Saved entries:
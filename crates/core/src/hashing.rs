//! SHA-256 digests used to correlate caller-visible errors with server logs.

use sha2::{Digest, Sha256};

/// Compute a SHA-256 hex digest of the given bytes.
pub fn sha256_hex(data: &[u8]) -> String {
    let hash = Sha256::digest(data);
    format!("{hash:x}")
}

/// Digest of a captured stack trace.
///
/// The digest is returned to callers as `error_traceback` and logged next
/// to the full trace, so an operator can find the trace without it being
/// exposed over HTTP.
pub fn traceback_digest(trace: &str) -> String {
    sha256_hex(trace.as_bytes())
}
use sourcepin_core::context::{JobContext, JobState};
use sourcepin_core::error::{CoreError, CoreResult};
use sourcepin_core::request::AdjustRequest;
use sourcepin_core::result::ReferenceResult;
use sourcepin_git::{classify, commit_and_dedup, DedupOptions, Git};

use super::clone::sync_refs;
use super::{release, Pipeline};

impl Pipeline {
    /// Align an existing ref of an internal repository and commit the
    /// result on top of it.
    pub async fn adjust(&self, ctx: &JobContext, req: &AdjustRequest) -> CoreResult<ReferenceResult> {
        let git_settings = &self.settings.git;

        ctx.set_state(JobState::AcquiringSource);
        let repo = self.repos.provision(ctx, git_settings, &req.name).await?;
        let scratch = self.scratch("adjust").await?;

        if let (true, Some(origin)) = (req.sync, req.origin_repo_url.as_deref()) {
            ctx.log(format!("Syncing {} from {origin}", req.reference))
                .await;
            sync_refs(
                ctx,
                git_settings,
                &scratch.path().join("sync"),
                origin,
                &repo.urls.readwrite,
                Some(&req.reference),
            )
            .await?;
        }

        let dir = scratch.path().join("work");
        let dir_arg = dir.to_string_lossy().into_owned();
        Git::new(ctx, scratch.path(), git_settings)
            .run(
                ["clone", "-q", "--", repo.urls.readwrite.as_str(), dir_arg.as_str()],
                "Could not clone internal repository",
            )
            .await
            .map_err(classify::remap_user_error)?;

        let git = Git::new(ctx, &dir, git_settings);
        let mut commit = None;
        for candidate in [
            format!("refs/tags/{}", req.reference),
            format!("refs/remotes/origin/{}", req.reference),
            req.reference.clone(),
        ] {
            commit = git.resolve_commit(&candidate).await?;
            if commit.is_some() {
                break;
            }
        }
        let commit = commit.ok_or_else(|| CoreError::RefNotFound {
            reference: req.reference.clone(),
            repo: repo.name.clone(),
        })?;
        git.checkout(&commit).await?;

        ctx.set_state(JobState::Aligning);
        let adjust_result_data = self
            .aligners
            .run(
                ctx,
                req.build_type.as_deref(),
                &dir,
                req.adjust_parameters.as_ref(),
            )
            .await?;

        ctx.set_state(JobState::Committing);
        let n = self.sequence.next();
        let reference = commit_and_dedup(
            ctx,
            git_settings,
            &dir,
            &repo,
            "Adjust",
            &format!("Adjust of {} at {} ({commit})", req.name, req.reference),
            &DedupOptions::new(format!("adjust-{n}")).force_continue(),
        )
        .await?
        .ok_or_else(|| CoreError::Internal("adjust produced no reference".to_string()))?;
        release(ctx, scratch).await;

        Ok(ReferenceResult {
            reference,
            pull: None,
            adjust_result_data,
        })
    }
}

Work instructions
Could each line above be retyped exactly?

Exercise solution
filename crates/core/src/hashing.rs
//! SHA-256 digests used to correlate caller-visible errors with server logs.

use sha2::{Digest, Sha256};

/// Compute a SHA-256 hex digest of the given bytes.
pub fn sha256_hex(data: &[u8]) -> String {
    let hash = Sha256::digest(data);
    format!("{hash:x}")
}

/// Digest of a captured stack trace.
///
/// The digest is returned to callers as `error_traceback` and logged next
/// to the full trace, so an operator can find the trace without it being
/// exposed over HTTP.
pub fn traceback_digest(trace: &str) -> String {
    sha256_hex(trace.as_bytes())
}
use sourcepin_core::context::{JobContext, JobState};
use sourcepin_core::error::{CoreError, CoreResult};
use sourcepin_core::request::AdjustRequest;
use sourcepin_core::result::ReferenceResult;
use sourcepin_git::{classify, commit_and_dedup, DedupOptions, Git};

use super::clone::sync_refs;
use super::{release, Pipeline};

impl Pipeline {
    /// Align an existing ref of an internal repository and commit the
    /// result on top of it.
    pub async fn adjust(&self, ctx: &JobContext, req: &AdjustRequest) -> CoreResult<ReferenceResult> {
        let git_settings = &self.settings.git;

        ctx.set_state(JobState::AcquiringSource);
        let repo = self.repos.provision(ctx, git_settings, &req.name).await?;
        let scratch = self.scratch("adjust").await?;

        if let (true, Some(origin)) = (req.sync, req.origin_repo_url.as_deref()) {
            ctx.log(format!("Syncing {} from {origin}", req.reference))
                .await;
            sync_refs(
                ctx,
                git_settings,
                &scratch.path().join("sync"),
                origin,
                &repo.urls.readwrite,
                Some(&req.reference),
            )
            .await?;
        }

        let dir = scratch.path().join("work");
        let dir_arg = dir.to_string_lossy().into_owned();
        Git::new(ctx, scratch.path(), git_settings)
            .run(
                ["clone", "-q", "--", repo.urls.readwrite.as_str(), dir_arg.as_str()],
                "Could not clone internal repository",
            )
            .await
            .map_err(classify::remap_user_error)?;

        let git = Git::new(ctx, &dir, git_settings);
        let mut commit = None;
        for candidate in [
            format!("refs/tags/{}", req.reference),
            format!("refs/remotes/origin/{}", req.reference),
            req.reference.clone(),
        ] {
            commit = git.resolve_commit(&candidate).await?;
            if commit.is_some() {
                break;
            }
        }
        let commit = commit.ok_or_else(|| CoreError::RefNotFound {
            reference: req.reference.clone(),
            repo: repo.name.clone(),
        })?;
        git.checkout(&commit).await?;

        ctx.set_state(JobState::Aligning);
        let adjust_result_data = self
            .aligners
            .run(
                ctx,
                req.build_type.as_deref(),
                &dir,
                req.adjust_parameters.as_ref(),
            )
            .await?;

        ctx.set_state(JobState::Committing);
        let n = self.sequence.next();
        let reference = commit_and_dedup(
            ctx,
            git_settings,
            &dir,
            &repo,
            "Adjust",
            &format!("Adjust of {} at {} ({commit})", req.name, req.reference),
            &DedupOptions::new(format!("adjust-{n}")).force_continue(),
        )
        .await?
        .ok_or_else(|| CoreError::Internal("adjust produced no reference".to_string()))?;
        release(ctx, scratch).await;

        Ok(ReferenceResult {
            reference,
            pull: None,
            adjust_result_data,
        })
    }
}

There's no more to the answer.